## Exercise description
Return the lines of the data below in which the string "only" occurs.

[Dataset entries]
▬▬▬

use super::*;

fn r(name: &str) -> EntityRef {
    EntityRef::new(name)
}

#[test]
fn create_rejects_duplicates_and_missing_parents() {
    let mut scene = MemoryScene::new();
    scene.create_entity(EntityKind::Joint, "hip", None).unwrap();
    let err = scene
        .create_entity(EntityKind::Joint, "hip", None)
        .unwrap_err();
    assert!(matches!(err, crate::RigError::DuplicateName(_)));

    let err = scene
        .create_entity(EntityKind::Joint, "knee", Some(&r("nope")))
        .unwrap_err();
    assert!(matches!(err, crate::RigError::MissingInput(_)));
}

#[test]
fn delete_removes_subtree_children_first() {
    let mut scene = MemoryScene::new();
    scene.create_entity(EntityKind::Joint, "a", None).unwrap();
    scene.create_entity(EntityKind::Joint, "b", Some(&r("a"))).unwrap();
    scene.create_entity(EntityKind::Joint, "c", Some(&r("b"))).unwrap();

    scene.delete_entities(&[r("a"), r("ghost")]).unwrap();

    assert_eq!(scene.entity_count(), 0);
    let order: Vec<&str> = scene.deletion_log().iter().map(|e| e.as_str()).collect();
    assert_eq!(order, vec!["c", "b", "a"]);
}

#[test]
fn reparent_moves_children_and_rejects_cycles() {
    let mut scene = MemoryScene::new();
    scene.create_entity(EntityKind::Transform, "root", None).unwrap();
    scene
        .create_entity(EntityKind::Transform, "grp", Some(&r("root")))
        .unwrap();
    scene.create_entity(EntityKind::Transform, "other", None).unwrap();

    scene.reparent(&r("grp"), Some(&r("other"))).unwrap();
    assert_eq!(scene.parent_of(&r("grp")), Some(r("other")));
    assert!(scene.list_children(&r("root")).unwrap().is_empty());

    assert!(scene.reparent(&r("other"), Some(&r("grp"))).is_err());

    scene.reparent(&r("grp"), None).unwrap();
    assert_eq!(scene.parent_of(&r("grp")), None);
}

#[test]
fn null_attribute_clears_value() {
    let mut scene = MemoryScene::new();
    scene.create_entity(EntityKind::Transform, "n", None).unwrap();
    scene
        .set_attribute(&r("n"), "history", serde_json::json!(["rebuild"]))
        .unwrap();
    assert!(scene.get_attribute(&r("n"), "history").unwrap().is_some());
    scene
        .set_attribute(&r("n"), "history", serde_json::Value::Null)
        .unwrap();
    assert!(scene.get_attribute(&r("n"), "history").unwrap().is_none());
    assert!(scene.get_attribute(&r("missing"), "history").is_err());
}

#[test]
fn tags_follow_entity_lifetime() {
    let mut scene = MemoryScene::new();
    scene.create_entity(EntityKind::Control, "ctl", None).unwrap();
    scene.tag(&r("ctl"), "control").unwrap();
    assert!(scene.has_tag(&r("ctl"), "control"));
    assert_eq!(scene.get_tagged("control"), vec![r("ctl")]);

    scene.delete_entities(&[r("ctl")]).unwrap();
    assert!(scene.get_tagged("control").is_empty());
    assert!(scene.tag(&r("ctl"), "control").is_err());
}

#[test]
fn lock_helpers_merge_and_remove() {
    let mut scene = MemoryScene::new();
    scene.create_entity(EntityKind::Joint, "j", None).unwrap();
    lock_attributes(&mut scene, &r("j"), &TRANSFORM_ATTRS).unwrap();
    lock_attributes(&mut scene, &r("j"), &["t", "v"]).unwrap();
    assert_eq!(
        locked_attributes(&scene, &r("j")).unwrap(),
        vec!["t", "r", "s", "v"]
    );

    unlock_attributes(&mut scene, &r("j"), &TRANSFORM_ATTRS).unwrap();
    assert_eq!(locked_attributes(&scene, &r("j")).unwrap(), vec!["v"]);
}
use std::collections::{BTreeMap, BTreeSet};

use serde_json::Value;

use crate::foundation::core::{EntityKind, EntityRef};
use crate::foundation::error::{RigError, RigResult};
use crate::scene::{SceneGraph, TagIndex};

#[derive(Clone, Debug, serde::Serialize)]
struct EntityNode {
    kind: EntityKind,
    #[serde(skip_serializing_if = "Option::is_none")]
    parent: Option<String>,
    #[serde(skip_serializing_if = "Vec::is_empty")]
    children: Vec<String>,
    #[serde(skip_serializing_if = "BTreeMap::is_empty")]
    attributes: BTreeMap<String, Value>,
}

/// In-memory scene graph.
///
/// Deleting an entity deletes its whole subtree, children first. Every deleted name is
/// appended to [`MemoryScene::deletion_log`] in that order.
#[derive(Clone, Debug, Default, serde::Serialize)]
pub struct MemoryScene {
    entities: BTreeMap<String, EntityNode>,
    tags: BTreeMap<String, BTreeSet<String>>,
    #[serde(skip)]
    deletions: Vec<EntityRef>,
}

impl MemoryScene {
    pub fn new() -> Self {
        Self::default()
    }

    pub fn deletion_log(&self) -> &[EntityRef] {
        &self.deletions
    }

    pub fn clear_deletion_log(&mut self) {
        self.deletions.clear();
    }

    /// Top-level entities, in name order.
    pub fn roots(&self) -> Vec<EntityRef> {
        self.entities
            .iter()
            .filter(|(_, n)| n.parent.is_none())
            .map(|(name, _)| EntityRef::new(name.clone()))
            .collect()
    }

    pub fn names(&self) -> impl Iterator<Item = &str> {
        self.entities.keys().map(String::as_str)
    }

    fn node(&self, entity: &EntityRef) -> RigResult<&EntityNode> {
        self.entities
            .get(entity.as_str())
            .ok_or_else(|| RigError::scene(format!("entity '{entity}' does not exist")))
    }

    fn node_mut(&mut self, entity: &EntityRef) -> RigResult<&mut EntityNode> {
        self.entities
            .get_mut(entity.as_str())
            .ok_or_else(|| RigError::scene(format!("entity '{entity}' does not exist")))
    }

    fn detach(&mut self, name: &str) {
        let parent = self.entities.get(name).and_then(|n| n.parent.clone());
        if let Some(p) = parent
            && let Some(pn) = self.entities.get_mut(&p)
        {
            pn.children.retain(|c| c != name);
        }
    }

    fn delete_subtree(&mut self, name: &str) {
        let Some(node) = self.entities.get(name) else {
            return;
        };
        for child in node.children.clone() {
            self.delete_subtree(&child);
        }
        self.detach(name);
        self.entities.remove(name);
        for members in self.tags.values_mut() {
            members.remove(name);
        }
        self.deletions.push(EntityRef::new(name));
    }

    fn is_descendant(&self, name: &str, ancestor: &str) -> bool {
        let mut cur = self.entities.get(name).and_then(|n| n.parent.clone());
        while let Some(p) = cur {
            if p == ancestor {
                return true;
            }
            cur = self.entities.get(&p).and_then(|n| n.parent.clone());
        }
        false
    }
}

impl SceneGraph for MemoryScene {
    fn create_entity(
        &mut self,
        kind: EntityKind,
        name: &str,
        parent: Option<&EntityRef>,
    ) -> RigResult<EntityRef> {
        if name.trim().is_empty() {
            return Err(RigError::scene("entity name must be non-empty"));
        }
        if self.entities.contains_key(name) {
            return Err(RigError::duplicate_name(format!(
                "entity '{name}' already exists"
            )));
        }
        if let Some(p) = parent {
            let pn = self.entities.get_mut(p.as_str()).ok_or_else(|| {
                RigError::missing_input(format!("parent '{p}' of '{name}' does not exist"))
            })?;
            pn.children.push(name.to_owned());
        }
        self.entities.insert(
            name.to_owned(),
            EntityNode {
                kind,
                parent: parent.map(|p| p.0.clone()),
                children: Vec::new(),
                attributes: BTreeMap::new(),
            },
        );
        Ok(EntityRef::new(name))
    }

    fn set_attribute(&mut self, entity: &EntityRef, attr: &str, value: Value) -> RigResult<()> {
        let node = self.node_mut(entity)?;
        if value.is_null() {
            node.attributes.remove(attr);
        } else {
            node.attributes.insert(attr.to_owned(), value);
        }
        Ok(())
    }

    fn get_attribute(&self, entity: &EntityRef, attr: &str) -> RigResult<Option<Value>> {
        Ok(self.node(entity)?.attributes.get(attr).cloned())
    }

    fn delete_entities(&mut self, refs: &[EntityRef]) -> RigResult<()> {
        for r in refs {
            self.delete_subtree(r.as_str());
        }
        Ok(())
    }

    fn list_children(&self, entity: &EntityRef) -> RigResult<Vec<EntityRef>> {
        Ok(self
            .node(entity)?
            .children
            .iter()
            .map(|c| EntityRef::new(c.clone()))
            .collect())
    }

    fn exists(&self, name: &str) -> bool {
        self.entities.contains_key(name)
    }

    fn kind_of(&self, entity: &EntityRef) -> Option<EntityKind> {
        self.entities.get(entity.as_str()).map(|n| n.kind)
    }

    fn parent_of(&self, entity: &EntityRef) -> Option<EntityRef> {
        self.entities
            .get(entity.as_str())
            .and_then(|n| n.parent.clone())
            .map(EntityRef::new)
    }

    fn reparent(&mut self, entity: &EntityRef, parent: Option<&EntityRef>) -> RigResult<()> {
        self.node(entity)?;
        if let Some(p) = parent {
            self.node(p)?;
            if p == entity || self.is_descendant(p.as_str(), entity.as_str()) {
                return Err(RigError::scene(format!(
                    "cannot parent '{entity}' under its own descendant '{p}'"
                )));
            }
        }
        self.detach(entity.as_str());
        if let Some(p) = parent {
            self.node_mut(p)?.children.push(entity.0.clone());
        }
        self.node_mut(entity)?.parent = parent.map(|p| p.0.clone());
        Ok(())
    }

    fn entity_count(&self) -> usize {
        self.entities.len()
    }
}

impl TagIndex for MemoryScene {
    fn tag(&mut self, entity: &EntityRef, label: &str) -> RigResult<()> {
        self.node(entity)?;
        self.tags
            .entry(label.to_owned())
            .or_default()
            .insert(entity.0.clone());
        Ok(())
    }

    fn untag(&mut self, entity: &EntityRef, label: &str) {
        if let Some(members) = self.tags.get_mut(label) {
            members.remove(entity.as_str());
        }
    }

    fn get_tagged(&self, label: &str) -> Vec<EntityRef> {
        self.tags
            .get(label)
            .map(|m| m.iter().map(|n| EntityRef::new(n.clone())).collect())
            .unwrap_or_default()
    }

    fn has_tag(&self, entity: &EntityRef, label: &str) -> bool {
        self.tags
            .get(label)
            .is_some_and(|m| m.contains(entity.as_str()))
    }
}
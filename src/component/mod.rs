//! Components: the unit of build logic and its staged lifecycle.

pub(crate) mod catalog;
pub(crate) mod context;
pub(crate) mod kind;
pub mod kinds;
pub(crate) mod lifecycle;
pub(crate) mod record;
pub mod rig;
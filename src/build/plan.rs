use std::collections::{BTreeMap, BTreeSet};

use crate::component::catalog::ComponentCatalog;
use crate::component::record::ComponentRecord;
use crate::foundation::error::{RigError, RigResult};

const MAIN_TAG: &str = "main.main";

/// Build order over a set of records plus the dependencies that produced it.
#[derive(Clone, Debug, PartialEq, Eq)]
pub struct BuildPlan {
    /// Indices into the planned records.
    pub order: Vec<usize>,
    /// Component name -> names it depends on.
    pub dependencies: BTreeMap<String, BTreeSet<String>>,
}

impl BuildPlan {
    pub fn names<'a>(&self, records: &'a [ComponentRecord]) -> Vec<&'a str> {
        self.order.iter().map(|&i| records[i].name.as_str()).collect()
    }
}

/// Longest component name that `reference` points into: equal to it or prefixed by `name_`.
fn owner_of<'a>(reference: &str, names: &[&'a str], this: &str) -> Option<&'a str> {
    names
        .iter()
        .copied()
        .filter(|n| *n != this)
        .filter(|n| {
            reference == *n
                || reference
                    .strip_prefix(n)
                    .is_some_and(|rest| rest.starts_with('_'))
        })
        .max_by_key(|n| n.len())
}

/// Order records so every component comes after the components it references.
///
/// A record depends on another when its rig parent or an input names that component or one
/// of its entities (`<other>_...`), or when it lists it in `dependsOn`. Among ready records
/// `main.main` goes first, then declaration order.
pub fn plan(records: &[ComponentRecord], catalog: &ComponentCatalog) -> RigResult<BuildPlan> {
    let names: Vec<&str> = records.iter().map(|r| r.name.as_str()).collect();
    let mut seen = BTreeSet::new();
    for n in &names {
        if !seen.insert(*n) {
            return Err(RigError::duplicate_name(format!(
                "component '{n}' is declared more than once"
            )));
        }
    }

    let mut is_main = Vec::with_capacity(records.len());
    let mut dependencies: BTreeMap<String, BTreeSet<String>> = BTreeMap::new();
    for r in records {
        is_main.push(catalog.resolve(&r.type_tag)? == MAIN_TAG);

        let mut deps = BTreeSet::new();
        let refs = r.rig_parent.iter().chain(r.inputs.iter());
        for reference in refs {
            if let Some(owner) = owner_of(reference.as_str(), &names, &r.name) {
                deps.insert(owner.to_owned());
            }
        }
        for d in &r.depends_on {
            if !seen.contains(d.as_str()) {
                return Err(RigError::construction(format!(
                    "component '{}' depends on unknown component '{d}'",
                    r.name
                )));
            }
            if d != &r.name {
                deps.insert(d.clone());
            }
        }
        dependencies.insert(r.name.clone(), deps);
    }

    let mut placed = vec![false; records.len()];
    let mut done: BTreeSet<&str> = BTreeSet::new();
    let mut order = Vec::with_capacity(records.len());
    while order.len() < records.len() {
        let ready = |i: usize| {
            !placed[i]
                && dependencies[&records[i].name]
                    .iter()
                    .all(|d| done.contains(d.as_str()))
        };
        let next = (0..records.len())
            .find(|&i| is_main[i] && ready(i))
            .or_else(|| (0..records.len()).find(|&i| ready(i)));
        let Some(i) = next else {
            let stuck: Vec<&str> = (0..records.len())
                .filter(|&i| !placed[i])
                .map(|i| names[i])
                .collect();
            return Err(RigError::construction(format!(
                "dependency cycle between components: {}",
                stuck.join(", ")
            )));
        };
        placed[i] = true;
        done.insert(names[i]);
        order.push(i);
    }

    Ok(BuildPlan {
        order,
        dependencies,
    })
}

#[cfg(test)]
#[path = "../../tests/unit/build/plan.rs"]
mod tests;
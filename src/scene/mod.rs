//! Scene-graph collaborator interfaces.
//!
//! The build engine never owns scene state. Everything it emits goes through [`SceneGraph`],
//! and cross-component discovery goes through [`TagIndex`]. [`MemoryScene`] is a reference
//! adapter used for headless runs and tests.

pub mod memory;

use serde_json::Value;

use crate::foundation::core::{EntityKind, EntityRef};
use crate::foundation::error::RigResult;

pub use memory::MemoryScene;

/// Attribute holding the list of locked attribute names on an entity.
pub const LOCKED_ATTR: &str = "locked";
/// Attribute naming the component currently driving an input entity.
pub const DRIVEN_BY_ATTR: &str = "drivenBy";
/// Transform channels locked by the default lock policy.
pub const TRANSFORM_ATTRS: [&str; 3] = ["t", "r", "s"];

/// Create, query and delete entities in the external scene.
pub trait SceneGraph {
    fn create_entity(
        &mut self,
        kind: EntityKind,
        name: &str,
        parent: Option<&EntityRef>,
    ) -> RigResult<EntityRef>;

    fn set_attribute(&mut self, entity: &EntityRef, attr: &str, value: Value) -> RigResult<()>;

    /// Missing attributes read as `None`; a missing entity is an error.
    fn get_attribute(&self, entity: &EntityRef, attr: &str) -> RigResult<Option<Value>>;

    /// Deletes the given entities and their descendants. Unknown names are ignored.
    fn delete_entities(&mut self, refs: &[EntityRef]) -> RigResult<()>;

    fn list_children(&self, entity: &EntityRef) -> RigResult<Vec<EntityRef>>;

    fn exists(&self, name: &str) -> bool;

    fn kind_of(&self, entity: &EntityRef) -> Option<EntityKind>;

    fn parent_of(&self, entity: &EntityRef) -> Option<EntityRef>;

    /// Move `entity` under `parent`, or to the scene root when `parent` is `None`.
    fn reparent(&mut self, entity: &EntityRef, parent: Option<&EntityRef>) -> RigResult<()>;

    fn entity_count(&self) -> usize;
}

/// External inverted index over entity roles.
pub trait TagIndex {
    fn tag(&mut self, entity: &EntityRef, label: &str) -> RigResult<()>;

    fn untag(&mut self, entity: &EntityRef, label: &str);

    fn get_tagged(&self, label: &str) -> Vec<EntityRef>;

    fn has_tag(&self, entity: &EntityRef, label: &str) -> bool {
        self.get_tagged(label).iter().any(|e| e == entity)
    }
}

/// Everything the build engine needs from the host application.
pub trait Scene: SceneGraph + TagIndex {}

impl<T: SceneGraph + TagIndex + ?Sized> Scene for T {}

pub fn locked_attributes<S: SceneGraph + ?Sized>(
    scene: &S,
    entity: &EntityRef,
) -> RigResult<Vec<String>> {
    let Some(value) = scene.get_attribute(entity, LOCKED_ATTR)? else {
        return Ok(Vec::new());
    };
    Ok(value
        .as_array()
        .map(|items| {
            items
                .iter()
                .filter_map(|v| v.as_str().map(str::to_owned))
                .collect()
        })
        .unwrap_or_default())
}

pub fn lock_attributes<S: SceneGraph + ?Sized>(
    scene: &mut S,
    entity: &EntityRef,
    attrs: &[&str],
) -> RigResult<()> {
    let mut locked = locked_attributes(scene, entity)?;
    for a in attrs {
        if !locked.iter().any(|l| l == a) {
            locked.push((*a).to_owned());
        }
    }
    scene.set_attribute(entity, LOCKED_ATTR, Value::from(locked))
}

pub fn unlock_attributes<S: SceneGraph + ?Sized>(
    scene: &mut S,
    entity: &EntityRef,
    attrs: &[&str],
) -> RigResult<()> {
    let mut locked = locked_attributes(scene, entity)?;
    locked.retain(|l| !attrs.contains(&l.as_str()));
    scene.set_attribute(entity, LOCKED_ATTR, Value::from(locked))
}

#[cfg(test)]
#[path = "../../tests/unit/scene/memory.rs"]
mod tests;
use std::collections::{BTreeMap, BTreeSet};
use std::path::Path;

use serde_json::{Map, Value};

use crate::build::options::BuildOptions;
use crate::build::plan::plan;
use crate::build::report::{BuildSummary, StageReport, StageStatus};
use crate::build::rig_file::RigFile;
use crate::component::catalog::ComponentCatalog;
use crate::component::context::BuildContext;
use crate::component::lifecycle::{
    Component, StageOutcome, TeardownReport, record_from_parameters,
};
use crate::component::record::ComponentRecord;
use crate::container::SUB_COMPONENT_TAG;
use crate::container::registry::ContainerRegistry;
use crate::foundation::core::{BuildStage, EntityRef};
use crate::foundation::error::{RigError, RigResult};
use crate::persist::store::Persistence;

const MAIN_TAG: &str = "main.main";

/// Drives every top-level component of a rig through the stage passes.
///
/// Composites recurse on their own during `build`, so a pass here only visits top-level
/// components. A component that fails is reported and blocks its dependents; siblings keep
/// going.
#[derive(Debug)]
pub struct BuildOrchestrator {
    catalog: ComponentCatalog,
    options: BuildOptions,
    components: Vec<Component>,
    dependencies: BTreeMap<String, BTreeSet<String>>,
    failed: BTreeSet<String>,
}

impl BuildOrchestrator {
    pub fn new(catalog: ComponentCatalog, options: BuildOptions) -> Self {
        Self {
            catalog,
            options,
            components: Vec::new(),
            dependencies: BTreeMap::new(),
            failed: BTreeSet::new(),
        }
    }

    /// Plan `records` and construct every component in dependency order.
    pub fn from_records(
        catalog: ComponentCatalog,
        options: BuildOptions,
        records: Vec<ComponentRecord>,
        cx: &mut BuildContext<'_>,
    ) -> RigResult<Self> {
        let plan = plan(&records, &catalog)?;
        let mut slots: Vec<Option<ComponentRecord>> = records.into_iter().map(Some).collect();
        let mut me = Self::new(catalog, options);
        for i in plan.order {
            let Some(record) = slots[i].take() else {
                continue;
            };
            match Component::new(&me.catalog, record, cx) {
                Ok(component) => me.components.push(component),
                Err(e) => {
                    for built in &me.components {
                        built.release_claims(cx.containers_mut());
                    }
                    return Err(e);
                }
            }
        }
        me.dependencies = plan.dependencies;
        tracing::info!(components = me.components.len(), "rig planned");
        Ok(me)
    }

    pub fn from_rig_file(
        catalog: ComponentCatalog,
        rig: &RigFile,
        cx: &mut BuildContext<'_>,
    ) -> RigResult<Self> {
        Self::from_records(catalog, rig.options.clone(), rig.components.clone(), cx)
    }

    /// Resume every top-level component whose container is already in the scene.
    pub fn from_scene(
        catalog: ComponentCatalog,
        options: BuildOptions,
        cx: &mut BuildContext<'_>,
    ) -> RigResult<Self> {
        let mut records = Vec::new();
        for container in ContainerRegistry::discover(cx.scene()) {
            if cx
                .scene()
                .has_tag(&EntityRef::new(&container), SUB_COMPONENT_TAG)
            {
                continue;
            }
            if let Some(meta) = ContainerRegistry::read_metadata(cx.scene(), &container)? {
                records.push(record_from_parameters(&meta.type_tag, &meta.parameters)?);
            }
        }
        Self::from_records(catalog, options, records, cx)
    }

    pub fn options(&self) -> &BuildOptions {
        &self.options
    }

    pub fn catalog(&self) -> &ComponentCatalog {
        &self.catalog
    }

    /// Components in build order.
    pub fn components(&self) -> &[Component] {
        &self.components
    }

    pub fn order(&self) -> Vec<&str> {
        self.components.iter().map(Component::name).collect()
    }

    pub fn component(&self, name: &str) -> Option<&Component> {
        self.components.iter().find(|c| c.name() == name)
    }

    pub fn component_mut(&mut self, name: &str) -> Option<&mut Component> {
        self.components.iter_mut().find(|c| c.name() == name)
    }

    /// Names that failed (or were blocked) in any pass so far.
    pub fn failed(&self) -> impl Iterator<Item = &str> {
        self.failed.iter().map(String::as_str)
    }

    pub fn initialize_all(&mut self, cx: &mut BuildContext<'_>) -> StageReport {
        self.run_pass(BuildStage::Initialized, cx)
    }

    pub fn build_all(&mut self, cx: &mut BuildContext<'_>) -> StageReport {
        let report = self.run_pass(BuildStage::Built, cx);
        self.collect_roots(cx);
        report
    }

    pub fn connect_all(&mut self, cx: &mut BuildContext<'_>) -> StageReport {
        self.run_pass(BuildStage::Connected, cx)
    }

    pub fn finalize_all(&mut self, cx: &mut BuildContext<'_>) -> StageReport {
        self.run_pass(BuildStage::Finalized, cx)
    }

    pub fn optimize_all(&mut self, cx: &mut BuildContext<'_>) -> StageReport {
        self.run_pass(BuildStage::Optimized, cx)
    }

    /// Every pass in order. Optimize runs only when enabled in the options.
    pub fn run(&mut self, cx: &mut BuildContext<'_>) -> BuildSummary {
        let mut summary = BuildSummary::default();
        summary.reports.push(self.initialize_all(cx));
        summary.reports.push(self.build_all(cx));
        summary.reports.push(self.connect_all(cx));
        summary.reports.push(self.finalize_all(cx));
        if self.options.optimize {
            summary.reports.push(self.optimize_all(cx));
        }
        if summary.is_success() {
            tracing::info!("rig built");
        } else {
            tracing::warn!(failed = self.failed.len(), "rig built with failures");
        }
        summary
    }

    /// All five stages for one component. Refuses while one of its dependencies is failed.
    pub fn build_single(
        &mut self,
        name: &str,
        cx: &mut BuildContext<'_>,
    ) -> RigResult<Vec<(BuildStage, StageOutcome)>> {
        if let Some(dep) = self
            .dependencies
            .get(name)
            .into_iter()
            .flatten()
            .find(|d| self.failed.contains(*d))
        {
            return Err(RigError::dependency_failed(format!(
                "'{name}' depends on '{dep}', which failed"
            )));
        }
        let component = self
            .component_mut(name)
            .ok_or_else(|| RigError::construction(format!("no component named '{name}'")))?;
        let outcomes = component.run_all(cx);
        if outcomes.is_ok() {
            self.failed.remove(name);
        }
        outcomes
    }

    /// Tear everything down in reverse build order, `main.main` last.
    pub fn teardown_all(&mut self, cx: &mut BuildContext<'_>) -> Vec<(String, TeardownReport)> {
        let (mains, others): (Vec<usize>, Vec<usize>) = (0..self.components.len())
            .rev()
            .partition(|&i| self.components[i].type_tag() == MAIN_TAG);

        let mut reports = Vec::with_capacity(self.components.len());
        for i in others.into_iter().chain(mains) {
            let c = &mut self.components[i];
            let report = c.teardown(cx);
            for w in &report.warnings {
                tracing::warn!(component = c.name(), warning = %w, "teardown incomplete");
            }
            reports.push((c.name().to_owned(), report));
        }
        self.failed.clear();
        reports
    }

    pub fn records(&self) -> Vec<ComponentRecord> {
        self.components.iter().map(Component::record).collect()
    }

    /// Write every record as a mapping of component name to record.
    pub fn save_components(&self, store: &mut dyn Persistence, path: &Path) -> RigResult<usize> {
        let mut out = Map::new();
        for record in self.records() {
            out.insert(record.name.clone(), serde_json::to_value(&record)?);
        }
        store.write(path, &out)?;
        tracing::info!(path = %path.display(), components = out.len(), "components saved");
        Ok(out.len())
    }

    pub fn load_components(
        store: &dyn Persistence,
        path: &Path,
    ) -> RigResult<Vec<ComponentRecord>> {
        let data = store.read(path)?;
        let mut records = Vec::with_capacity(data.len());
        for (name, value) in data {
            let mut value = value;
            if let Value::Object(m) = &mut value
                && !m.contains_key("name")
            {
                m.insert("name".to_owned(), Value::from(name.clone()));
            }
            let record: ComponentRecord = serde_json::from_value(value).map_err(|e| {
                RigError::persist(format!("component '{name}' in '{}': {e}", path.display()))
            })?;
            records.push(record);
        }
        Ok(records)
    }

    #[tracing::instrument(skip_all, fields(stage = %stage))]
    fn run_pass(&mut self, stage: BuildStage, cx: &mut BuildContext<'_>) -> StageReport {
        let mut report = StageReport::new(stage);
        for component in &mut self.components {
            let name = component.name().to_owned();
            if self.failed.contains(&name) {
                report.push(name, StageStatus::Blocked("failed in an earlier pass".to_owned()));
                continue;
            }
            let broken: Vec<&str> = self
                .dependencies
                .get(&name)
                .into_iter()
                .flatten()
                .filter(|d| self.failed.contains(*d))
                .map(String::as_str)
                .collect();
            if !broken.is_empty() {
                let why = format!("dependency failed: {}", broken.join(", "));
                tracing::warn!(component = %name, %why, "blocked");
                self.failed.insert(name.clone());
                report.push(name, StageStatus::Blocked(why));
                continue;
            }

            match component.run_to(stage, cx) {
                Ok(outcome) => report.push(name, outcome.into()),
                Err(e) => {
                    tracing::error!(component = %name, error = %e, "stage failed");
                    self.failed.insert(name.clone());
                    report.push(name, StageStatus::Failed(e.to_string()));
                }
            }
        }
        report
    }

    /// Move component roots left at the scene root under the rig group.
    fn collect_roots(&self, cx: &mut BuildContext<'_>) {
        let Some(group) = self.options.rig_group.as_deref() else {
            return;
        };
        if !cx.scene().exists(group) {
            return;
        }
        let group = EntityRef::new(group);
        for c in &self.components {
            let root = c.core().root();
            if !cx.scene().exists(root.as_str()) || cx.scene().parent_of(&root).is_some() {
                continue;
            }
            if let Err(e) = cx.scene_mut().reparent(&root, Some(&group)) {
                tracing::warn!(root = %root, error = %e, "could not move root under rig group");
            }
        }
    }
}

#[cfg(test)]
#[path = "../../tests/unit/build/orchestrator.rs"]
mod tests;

▬▬▬

## Exercise output
/// Composites recurse on their own during `build`, so a pass here only visits top-level
    /// Every pass in order. Optimize runs only when enabled in the options.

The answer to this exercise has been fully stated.